About this exercise — After repeating the line containing "waits on one", stop; until then, repeat each line of the listing below exactly, starting with the first.

• • • • •

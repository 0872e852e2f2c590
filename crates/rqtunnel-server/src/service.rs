//! Tunnel service lifecycle
//!
//! A [`TunnelService`] owns everything shared by its loops: the buffer
//! recycler, the pending link queue, the session counter and the tunnel
//! registry. Its state is published on a `watch` channel:
//!
//! ```text
//! Idle --start()--> Running --stop()--> Stopping --(loops exited, sessions drained)--> Stopped
//!   \--stop()-------------------------------------------------------------------------^
//! ```
//!
//! Every blocking point of every loop also waits on one
//! [`CancellationToken`], so `stop()` unblocks accept, enqueue, dequeue,
//! dial and backoff sleeps alike.

use crate::config::{listen_address, ConfigError, TunnelConfig, TunnelMode};
use crate::pending::PendingLinkQueue;
use crate::task_tracker::TaskTracker;
use crate::{agent, server};
use rqtunnel_cipher::CipherSpec;
use rqtunnel_connection::{BufferRecycler, Session, SessionCounter};
use rqtunnel_control::TunnelRegistry;
use std::fmt;
use std::future::Future;
use std::net::SocketAddr;
use std::sync::atomic::{AtomicBool, Ordering};
use std::sync::{Arc, Mutex, PoisonError};
use std::time::Duration;
use thiserror::Error;
use tokio::net::TcpListener;
use tokio::sync::watch;
use tokio::task::JoinHandle;
use tokio::time::{timeout_at, Instant};
use tokio_util::sync::CancellationToken;
use tracing::{debug, error, info, warn};

/// Pause after a failed accept before trying again
pub(crate) const ACCEPT_RETRY_DELAY: Duration = Duration::from_millis(50);

/// Upper bound on a single outbound connect
pub(crate) const DIAL_TIMEOUT: Duration = Duration::from_secs(10);

/// Lifecycle state of a [`TunnelService`]
#[derive(Debug, Clone, Copy, PartialEq, Eq)]
pub enum ServiceState {
    Idle,
    Running,
    Stopping,
    Stopped,
}

impl fmt::Display for ServiceState {
    fn fmt(&self, f: &mut fmt::Formatter<'_>) -> fmt::Result {
        let name = match self {
            ServiceState::Idle => "idle",
            ServiceState::Running => "running",
            ServiceState::Stopping => "stopping",
            ServiceState::Stopped => "stopped",
        };
        f.write_str(name)
    }
}

/// Tunnel service errors
#[derive(Debug, Error)]
pub enum ServiceError {
    #[error("Invalid configuration: {0}")]
    Config(#[from] ConfigError),

    #[error("Failed to bind to {address}: {reason}\n\nTroubleshooting:\n  • Check if another process is using this port: lsof -i :{port}\n  • Try using a different address or port")]
    BindError {
        address: String,
        port: u16,
        reason: String,
    },

    #[error("Failed to resolve {address}: {reason}")]
    ResolveError { address: String, reason: String },

    #[error("Cannot {action} a service that is {state}")]
    InvalidState {
        action: &'static str,
        state: ServiceState,
    },

    #[error("IO error: {0}")]
    IoError(#[from] std::io::Error),
}

/// Addresses the service actually uses
///
/// In server mode these are the bound listeners (useful with port 0). In
/// agent mode `tunnel` and `service` are the resolved dial targets.
#[derive(Debug, Clone, Copy, Default, PartialEq, Eq)]
pub struct BoundAddrs {
    pub tunnel: Option<SocketAddr>,
    pub service: Option<SocketAddr>,
    pub control: Option<SocketAddr>,
}

/// Point-in-time counters
#[derive(Debug, Clone, PartialEq, Eq)]
pub struct ServiceStats {
    pub state: ServiceState,
    pub active_sessions: usize,
    pub total_sessions: u64,
    pub bytes_in: u64,
    pub bytes_out: u64,
    pub pending_links: usize,
    pub buffers_in_use: usize,
}

pub(crate) struct ServiceInner {
    pub(crate) config: TunnelConfig,
    pub(crate) cipher: CipherSpec,
    pub(crate) recycler: BufferRecycler,
    pub(crate) pending: PendingLinkQueue,
    pub(crate) sessions: Arc<SessionCounter>,
    pub(crate) registry: TunnelRegistry,
    pub(crate) shutdown: CancellationToken,
    /// Cancelled once the grace period is over to end straggling sessions
    pub(crate) force_close: CancellationToken,
    pub(crate) tasks: TaskTracker,
    state: watch::Sender<ServiceState>,
    starting: AtomicBool,
    bound: Mutex<BoundAddrs>,
}

impl ServiceInner {
    pub(crate) fn bound(&self) -> BoundAddrs {
        *self.bound.lock().unwrap_or_else(PoisonError::into_inner)
    }

    pub(crate) fn set_bound(&self, addrs: BoundAddrs) {
        *self.bound.lock().unwrap_or_else(PoisonError::into_inner) = addrs;
    }

    /// Spawn a long-running loop that shutdown waits for
    pub(crate) fn spawn_loop<F>(&self, name: impl Into<String>, task: F)
    where
        F: Future<Output = ()> + Send + 'static,
    {
        self.tasks.register(name, tokio::spawn(task));
    }

    /// Run a session on its own task until it ends or the grace period expires
    pub(crate) fn spawn_session(self: &Arc<Self>, session: Session) -> JoinHandle<()> {
        let inner = self.clone();
        tokio::spawn(async move {
            session.run(&inner.recycler, &inner.force_close).await;
        })
    }

    async fn supervise_shutdown(self: Arc<Self>) {
        let deadline = Instant::now() + self.config.shutdown_grace;

        if timeout_at(deadline, self.tasks.join_all()).await.is_err() {
            warn!("Service loops did not exit in time, aborting them");
            self.tasks.abort_all();
        }

        let active = self.sessions.active();
        if active > 0 {
            info!(
                active,
                grace_ms = self.config.shutdown_grace.as_millis() as u64,
                "Waiting for active sessions to finish"
            );
        }
        if timeout_at(deadline, self.sessions.wait_idle()).await.is_err() {
            warn!(
                active = self.sessions.active(),
                "Grace period elapsed, closing remaining sessions"
            );
            self.force_close.cancel();
            self.sessions.wait_idle().await;
        }

        self.recycler.close();
        self.state.send_replace(ServiceState::Stopped);
        info!(
            total_sessions = self.sessions.total(),
            bytes_in = self.sessions.bytes_in(),
            bytes_out = self.sessions.bytes_out(),
            "Tunnel service stopped"
        );
    }
}

/// Bind a listener, treating an empty host as all interfaces
pub(crate) async fn bind(addr: &str) -> Result<TcpListener, ServiceError> {
    let addr = listen_address(addr);
    TcpListener::bind(&addr).await.map_err(|e| {
        let port = addr
            .rsplit_once(':')
            .and_then(|(_, port)| port.parse().ok())
            .unwrap_or(0);
        ServiceError::BindError {
            address: addr.clone(),
            port,
            reason: e.to_string(),
        }
    })
}

/// One side of a reverse tunnel
#[derive(Clone)]
pub struct TunnelService {
    inner: Arc<ServiceInner>,
}

impl TunnelService {
    /// Validate `config` and build an idle service
    pub fn new(config: TunnelConfig) -> Result<Self, ServiceError> {
        let cipher = config.validate()?;
        let (state, _) = watch::channel(ServiceState::Idle);

        let inner = ServiceInner {
            recycler: BufferRecycler::new(config.capacity, config.buffer_size),
            pending: PendingLinkQueue::new(config.capacity),
            sessions: SessionCounter::new(),
            registry: TunnelRegistry::new(),
            shutdown: CancellationToken::new(),
            force_close: CancellationToken::new(),
            tasks: TaskTracker::new(),
            state,
            starting: AtomicBool::new(false),
            bound: Mutex::new(BoundAddrs::default()),
            cipher,
            config,
        };

        Ok(Self {
            inner: Arc::new(inner),
        })
    }

    /// Bind (server) or resolve (agent) and start every loop.
    ///
    /// Valid only from `Idle`. A failure is fatal: the service moves
    /// straight to `Stopped`.
    pub async fn start(&self) -> Result<(), ServiceError> {
        let state = self.state();
        if state != ServiceState::Idle || self.inner.starting.swap(true, Ordering::AcqRel) {
            return Err(ServiceError::InvalidState {
                action: "start",
                state,
            });
        }

        let started = match self.inner.config.mode {
            TunnelMode::Server => server::start(&self.inner).await,
            TunnelMode::Agent => agent::start(&self.inner).await,
        };

        if let Err(e) = started {
            error!(error = %e, "Tunnel service failed to start");
            self.inner.shutdown.cancel();
            self.inner.tasks.abort_all();
            self.inner.pending.close();
            self.inner.recycler.close();
            self.inner.state.send_replace(ServiceState::Stopped);
            return Err(e);
        }

        let running = self.inner.state.send_if_modified(|state| {
            if *state == ServiceState::Idle {
                *state = ServiceState::Running;
                true
            } else {
                false
            }
        });
        if !running {
            // stop() won the race; the loops have already seen the cancellation
            return Err(ServiceError::InvalidState {
                action: "start",
                state: self.state(),
            });
        }

        info!(
            mode = %self.inner.config.mode,
            cipher = %self.inner.cipher.method(),
            capacity = self.inner.config.capacity,
            "Tunnel service running"
        );
        Ok(())
    }

    /// Begin shutdown. Returns immediately; use [`wait_stopped`](Self::wait_stopped)
    /// to wait for `Stopped`.
    pub fn stop(&self) {
        let mut previous = ServiceState::Idle;
        let changed = self.inner.state.send_if_modified(|state| {
            previous = *state;
            match *state {
                ServiceState::Idle => {
                    *state = ServiceState::Stopped;
                    true
                }
                ServiceState::Running => {
                    *state = ServiceState::Stopping;
                    true
                }
                ServiceState::Stopping | ServiceState::Stopped => false,
            }
        });
        if !changed {
            debug!(state = %previous, "Stop requested again, ignoring");
            return;
        }

        self.inner.shutdown.cancel();
        let closed = self.inner.pending.close();

        if previous == ServiceState::Idle {
            self.inner.recycler.close();
            info!("Tunnel service stopped before it started");
            return;
        }

        info!(mode = %self.inner.config.mode, "Stopping tunnel service");
        if closed > 0 {
            info!(closed, "Closed pending agent links");
        }

        let inner = self.inner.clone();
        tokio::spawn(inner.supervise_shutdown());
    }

    /// Wait until the service reaches `Stopped`
    pub async fn wait_stopped(&self) {
        let mut state = self.inner.state.subscribe();
        let _ = state.wait_for(|s| *s == ServiceState::Stopped).await;
    }

    /// `stop()` followed by `wait_stopped()`
    pub async fn shutdown(&self) {
        self.stop();
        self.wait_stopped().await;
    }

    pub fn state(&self) -> ServiceState {
        *self.inner.state.borrow()
    }

    /// Watch lifecycle transitions
    pub fn subscribe(&self) -> watch::Receiver<ServiceState> {
        self.inner.state.subscribe()
    }

    pub fn stats(&self) -> ServiceStats {
        let sessions = &self.inner.sessions;
        ServiceStats {
            state: self.state(),
            active_sessions: sessions.active(),
            total_sessions: sessions.total(),
            bytes_in: sessions.bytes_in(),
            bytes_out: sessions.bytes_out(),
            pending_links: self.inner.pending.len(),
            buffers_in_use: self.inner.recycler.in_use(),
        }
    }

    /// Shared handle to the named tunnels this service knows about
    pub fn registry(&self) -> TunnelRegistry {
        self.inner.registry.clone()
    }

    pub fn config(&self) -> &TunnelConfig {
        &self.inner.config
    }

    pub fn bound_addrs(&self) -> BoundAddrs {
        self.inner.bound()
    }
}

impl fmt::Debug for TunnelService {
    fn fmt(&self, f: &mut fmt::Formatter<'_>) -> fmt::Result {
        f.debug_struct("TunnelService")
            .field("mode", &self.inner.config.mode)
            .field("state", &self.state())
            .field("bound", &self.inner.bound())
            .finish_non_exhaustive()
    }
}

• • • • •

Finished exercise —
repository 0872e852e2f2c590
filename crates/rqtunnel-server/src/service.rs
//! Tunnel service lifecycle
//!
//! A [`TunnelService`] owns everything shared by its loops: the buffer
//! recycler, the pending link queue, the session counter and the tunnel
//! registry. Its state is published on a `watch` channel:
//!
//! ```text
//! Idle --start()--> Running --stop()--> Stopping --(loops exited, sessions drained)--> Stopped
//!   \--stop()-------------------------------------------------------------------------^
//! ```
//!
//! Every blocking point of every loop also waits on one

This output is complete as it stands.